• **Problem statement**
Set down exactly, from the records below, the line with "initialization not started." through the line with "a usable handle.", and nothing else.

• **Information**
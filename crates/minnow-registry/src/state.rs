//! Per-node initialization lifecycle.

use std::fmt;

/// Where a node is in its initialization lifecycle.
///
/// `Uninitialized -> Connecting -> Ready | Failed`. Only `Ready` nodes have a
/// backend handle in the registry.
#[derive(Debug, Clone, PartialEq, Eq)]
pub enum NodeState {
    /// Discovered, initialization not started.
    Uninitialized,
    /// An initialization attempt loop is running.
    Connecting,
    /// Handle built and container verified.
    Ready,
    /// Every attempt failed.
    Failed {
        /// Attempts made.
        attempts: u32,
        /// Error from the last attempt.
        last_error: String,
    },
}

impl NodeState {
    /// Whether the node has a usable handle.
    pub fn is_ready(&self) -> bool {
        matches!(self, Self::Ready)
    }

    /// Whether the node gave up initializing.
    pub fn is_failed(&self) -> bool {
        matches!(self, Self::Failed { .. })
    }
}

impl fmt::Display for NodeState {
    fn fmt(&self, f: &mut fmt::Formatter<'_>) -> fmt::Result {
        match self {
            Self::Uninitialized => f.write_str("uninitialized"),
            Self::Connecting => f.write_str("connecting"),
            Self::Ready => f.write_str("ready"),
            Self::Failed {
                attempts,
                last_error,
            } => write!(f, "failed after {attempts} attempts: {last_error}"),
        }
    }
}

• **Written solution**
    /// Discovered, initialization not started.
    Uninitialized,
    /// An initialization attempt loop is running.
    Connecting,
    /// Handle built and container verified.
    Ready,
    /// Every attempt failed.
    Failed {
        /// Attempts made.
        attempts: u32,
        /// Error from the last attempt.
        last_error: String,
    },
}

impl NodeState {
    /// Whether the node has a usable handle.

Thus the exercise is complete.